個人セキュリティに関する推奨事項に従う際の注意点

LastPass ユーザーは推奨事項に準拠しようとするでしょうが、自身のコンピュータを保護し、データを安全に保管するためには以下の点に注意してください。

  • フィッシングに注意します。知らない人や、普段信頼している担当者や会社から送られたものとは思えないようなリンクをクリックしないでください。
  • オンラインで使用するアカウントは、そのアカウントごとに異なる独自のパスワードを使用します。
  • LastPass アカウントには強力で安全なマスター パスワードを使用します。また、マスター パスワードは決して他人に教えないでください (もちろん、弊社にも教えないでください)。
  • LastPass だけでなく、銀行のサービスや電子メール、Twitter、Facebook など他のサービスでも 2 段階認証を使用します。
  • 常に最新状態に更新されたアンチウイルス ソフトウェアを実行して、コンピュータをクリーンな状態に保ちます。

弊社の今後の取り組みについて

今後このような問題を防ぐために、コード レビューおよびセキュリティ プロセスを強化し、特に、新しい機能や試験的な機能については徹底的に確認を行っていきます。

弊社のサービスにとってセキュリティが欠かせないことは言うまでもありません。これらの問題に対して透明性のある対応を心がけており、Project Zero の Tavis 氏や他の研究員の成果を高く評価しています。責任をもってバグを公開することは、弊社にとって何よりもメリットであり、LastPass がいっそう強化されていくものと確信しています。弊社は、https://bugcrowd.com/lastpass のバグ バウンティ プログラムを通じて研究員の皆様から寄せられる報告を喜んで受け付けます。

———-

2017 年 3 月 22 日 (午前 11:12)

この 1 週間、弊社は Google 社のセキュリティ研究員 Tavis Ormandy 氏と共に、報告された脆弱性の調査と修正を行いました。ユーザーの皆様にできるだけ詳しい情報を提供できるよう、徹底的な調査を行っていたため、対応に遅れが生じたことをお詫び申し上げます。間もなく事後分析を公開しますが、弊社コミュニティで概要を共有したいと考えています。

状況
3 月 20 日の夜、Chrome 向け LastPass 4.1.42.80 拡張機能についての問題が報告されました。すぐに調査し、2 ~ 3 時間後にはサーバー側での対策をリリースしました。この問題は、試験的なユーザー オンボーディング機能がリリースされた全 LastPass クライアント (Chrome、Firefox、Edge) に該当するものです。

翌 3 月 21 日、今度は Firefox 向け LastPass 4.1.35a についての報告が入りました。実際には、この脆弱性の大部分は、前日に報告された脆弱性と同じものであり、Firefox 向け LastPass 4.x アドオンに影響します。

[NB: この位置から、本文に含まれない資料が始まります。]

//! Distributions over a subset of a generative function's addresses.

use std::sync::Arc;

use crate::core::address::Selection;
use crate::core::choice_map::ChoiceMap;
use crate::core::gfi::{GenFn, GenerativeFunction, Trace};
use crate::core::value::Value;
use crate::scalar::Scalar;
use crate::error::GFIError;
use crate::inference::sir::{ImportanceSampler, Target};
use crate::key::PrngKey;

/// The marginal of `family` over the addresses in `selection`.
///
/// The density of the selected choices is never computed exactly: the
/// latent (unselected) choices are integrated out by importance sampling,
/// so every density returned here is a Monte-Carlo estimate. Used inside an
/// objective, the estimate from [`Marginal::random_weighted`] yields a
/// stochastic lower bound.
#[derive(Debug, Clone)]
pub struct Marginal {
    selection: Selection,
    family: Arc<GenFn>,
    sampler: ImportanceSampler,
}

impl Marginal {
    pub fn new(selection: Selection, family: impl Into<GenFn>, sampler: ImportanceSampler) -> Self {
        Self {
            selection,
            family: Arc::new(family.into()),
            sampler,
        }
    }

    pub fn selection(&self) -> &Selection {
        &self.selection
    }

    pub fn family(&self) -> &GenFn {
        &self.family
    }

    /// Same family instance and selection; clones compare equal.
    pub fn same_as(&self, other: &Marginal) -> bool {
        Arc::ptr_eq(&self.family, &other.family) && self.selection == other.selection
    }

    /// Sample the selected choices together with a log-density estimate
    /// whose reciprocal is unbiased for `1 / q(choices)`.
    pub fn random_weighted(
        &self,
        key: PrngKey,
        args: &[Value],
    ) -> Result<(Scalar, ChoiceMap), GFIError> {
        let (sim_key, estimate_key) = key.split();
        let trace = self.family.simulate(sim_key, args)?;
        let selected = trace.get_choices().filter(&self.selection);
        let latents = trace.get_choices().filter(&!self.selection.clone());
        let target = Target::new(&self.family, args, &selected);
        let estimate = self.sampler.estimate_reciprocal_normalizing_constant(
            estimate_key,
            &target,
            &latents,
            trace.score().clone(),
        )?;
        Ok((estimate, selected))
    }

    /// Importance-sampling estimate of `log q(choices)`.
    ///
    /// # Errors
    ///
    /// `IncompleteChoiceMap` if some particle visits a selected address that
    /// `choices` does not provide.
    pub fn estimate_logpdf(
        &self,
        key: PrngKey,
        choices: &ChoiceMap,
        args: &[Value],
    ) -> Result<Scalar, GFIError> {
        let selected = choices.filter(&self.selection);
        let target = Target::new(&self.family, args, &selected);
        let particles =
            self.sampler
                .weighted_particles(key, &target, self.sampler.particles())?;
        let mut weights = Vec::with_capacity(particles.len());
        for (trace, w) in particles {
            self.check_covered(&trace, &selected)?;
            weights.push(w);
        }
        self.sampler.reduce(&weights)
    }

    fn check_covered(&self, trace: &Trace, selected: &ChoiceMap) -> Result<(), GFIError> {
        match trace
            .get_choices()
            .filter(&self.selection)
            .addresses()
            .into_iter()
            .find(|addr| !selected.contains(addr))
        {
            Some(address) => Err(GFIError::IncompleteChoiceMap { address }),
            None => Ok(()),
        }
    }

    fn trace(&self, args: &[Value], choices: ChoiceMap, score: Scalar) -> Trace {
        Trace::new(
            GenFn::Marginal(self.clone()),
            args.to_vec(),
            choices.clone(),
            Value::Map(choices),
            score,
        )
    }
}

impl GenerativeFunction for Marginal {
    fn name(&self) -> String {
        format!("marginal({})", self.family.name())
    }

    fn simulate(&self, key: PrngKey, args: &[Value]) -> Result<Trace, GFIError> {
        let (score, choices) = self.random_weighted(key, args)?;
        Ok(self.trace(args, choices, score))
    }

    fn generate(
        &self,
        key: PrngKey,
        args: &[Value],
        constraints: &ChoiceMap,
    ) -> Result<(Trace, Scalar), GFIError> {
        if constraints.is_empty() {
            return Ok((self.simulate(key, args)?, Scalar::constant(0.0)));
        }
        let choices = constraints.filter(&self.selection);
        let score = self.estimate_logpdf(key, &choices, args)?;
        Ok((self.trace(args, choices, score.clone()), score))
    }

    fn assess(
        &self,
        key: PrngKey,
        args: &[Value],
        choices: &ChoiceMap,
    ) -> Result<(Scalar, Value), GFIError> {
        let selected = choices.filter(&self.selection);
        let score = self.estimate_logpdf(key, &selected, args)?;
        Ok((score, Value::Map(selected)))
    }

    fn update(
        &self,
        key: PrngKey,
        trace: &Trace,
        args: &[Value],
        constraints: &ChoiceMap,
    ) -> Result<(Trace, Scalar, ChoiceMap), GFIError> {
        let (merged, discard) = trace
            .get_choices()
            .merge_override(&constraints.filter(&self.selection));
        let score = self.estimate_logpdf(key, &merged, args)?;
        let weight = (&score - trace.score())?;
        Ok((self.trace(args, merged, score), weight, discard))
    }

    fn is_reparameterized(&self) -> bool {
        self.family.is_reparameterized()
    }

    fn random_weighted(&self, key: PrngKey, args: &[Value]) -> Result<(Scalar, ChoiceMap), GFIError> {
        Marginal::random_weighted(self, key, args)
    }
}

#[cfg(test)]
mod tests {
    use super::*;
    use crate::distributions::{normal, normal_reparam};
    use crate::ir::{lit, var, Program};
    use crate::{s, sym};
    use approx::assert_abs_diff_eq;

    /// `u ~ N(0, 1)`, `x ~ N(u, 1)`; marginally `x ~ N(0, sqrt 2)`.
    fn conjugate(sampler: ImportanceSampler) -> Marginal {
        let family = Program::builder("family")
            .sample("u", normal_reparam(), vec![lit(0.0), lit(1.0)])
            .sample("x", normal_reparam(), vec![var("u"), lit(1.0)])
            .build();
        Marginal::new(s!(x), family, sampler)
    }

    fn exact_logpdf(x: f64) -> f64 {
        -0.25 * x * x - 0.5 * (4.0 * std::f64::consts::PI).ln()
    }

    #[test]
    fn test_random_weighted_returns_selected_choices_only() {
        let m = conjugate(ImportanceSampler::new(3).unwrap());
        let (w, choices) = m.random_weighted(PrngKey::new(1), &[]).unwrap();
        assert_eq!(choices.addresses(), vec![sym!(x)]);
        assert!(w.value().is_finite());
        assert!(m.is_reparameterized());
    }

    #[test]
    fn test_single_particle_estimate_is_conditional_score() {
        let m = conjugate(ImportanceSampler::new(1).unwrap());
        let key = PrngKey::new(2);
        let (w, _) = m.random_weighted(key, &[]).unwrap();

        let (sim_key, _) = key.split();
        let tr = m.family().simulate(sim_key, &[]).unwrap();
        assert_abs_diff_eq!(
            w.value(),
            tr.project(&s!(x)).unwrap().value(),
            epsilon = 1e-12
        );
    }

    #[test]
    fn test_estimate_logpdf_converges() {
        let m = conjugate(ImportanceSampler::new(4000).unwrap());
        let choices = ChoiceMap::from_pairs([("x", 0.7)]).unwrap();
        let est = m.estimate_logpdf(PrngKey::new(5), &choices, &[]).unwrap();
        assert_abs_diff_eq!(est.value(), exact_logpdf(0.7), epsilon = 0.05);

        let (a, _) = m.assess(PrngKey::new(5), &[], &choices).unwrap();
        assert_eq!(a.value(), est.value());
    }

    #[test]
    fn test_partial_constraint_is_incomplete() {
        let m = conjugate(ImportanceSampler::new(2).unwrap());
        let wrong = ChoiceMap::from_pairs([("u", 0.1)]).unwrap();
        assert_eq!(
            m.generate(PrngKey::new(0), &[], &wrong).unwrap_err(),
            GFIError::IncompleteChoiceMap { address: sym!(x) }
        );
    }

    #[test]
    fn test_generate_and_update() {
        let m = conjugate(ImportanceSampler::new(8).unwrap());
        let (tr, w) = m.generate(PrngKey::new(3), &[], &ChoiceMap::new()).unwrap();
        assert_eq!(w.value(), 0.0);
        let old_x = tr.get(&sym!(x)).unwrap().clone();

        let constraints = ChoiceMap::from_pairs([("x", -0.4)]).unwrap();
        let (new_tr, w, discard) = m.update(PrngKey::new(4), &tr, &[], &constraints).unwrap();
        assert_eq!(new_tr.get(&sym!(x)), Some(&Value::from(-0.4)));
        assert_eq!(discard.get(&sym!(x)), Some(&old_x));
        assert_abs_diff_eq!(
            w.value(),
            new_tr.get_score() - tr.get_score(),
            epsilon = 1e-12
        );
    }

    #[test]
    fn test_marginal_inside_a_program() {
        let inner = conjugate(ImportanceSampler::new(2).unwrap());
        let outer = Program::builder("outer")
            .call(Some("m"), "m", inner, vec![])
            .sample("y", normal(), vec![var("m").get("x"), lit(1.0)])
            .build();
        let tr = outer.simulate(PrngKey::new(6), &[]).unwrap();
        assert!(tr.get(&crate::path!(m, x)).is_some());
        assert!(tr.get(&crate::path!(m, u)).is_none());
        assert!(tr.get(&sym!(y)).is_some());
    }

    #[test]
    fn test_identity() {
        let m = conjugate(ImportanceSampler::new(2).unwrap());
        assert!(m.same_as(&m.clone()));
        assert!(!m.same_as(&conjugate(ImportanceSampler::new(2).unwrap())));
        let narrower = Marginal {
            selection: s!(u),
            ..m.clone()
        };
        assert!(!m.same_as(&narrower));
    }
}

当初、この問題には包括的な修正で対応する予定でしたが、その修正をリリースする前に問題が報告されたため、本日午前 12:15 (東部標準時) に提供する Firefox 向け LastPass 4.1.36a によって別途対応します。

この修正は全ユーザーにプッシュされ、ほとんどは自動的に更新されます。

これらの脆弱性が悪用されて実際に被害が出ているといった事実は確認されていませんが、現在詳しい調査を進めています。詳細がわかり次第、より包括的な状況説明と要点をお知らせします。現時点で、ユーザーの皆様がパスワードを変更する必要はありません。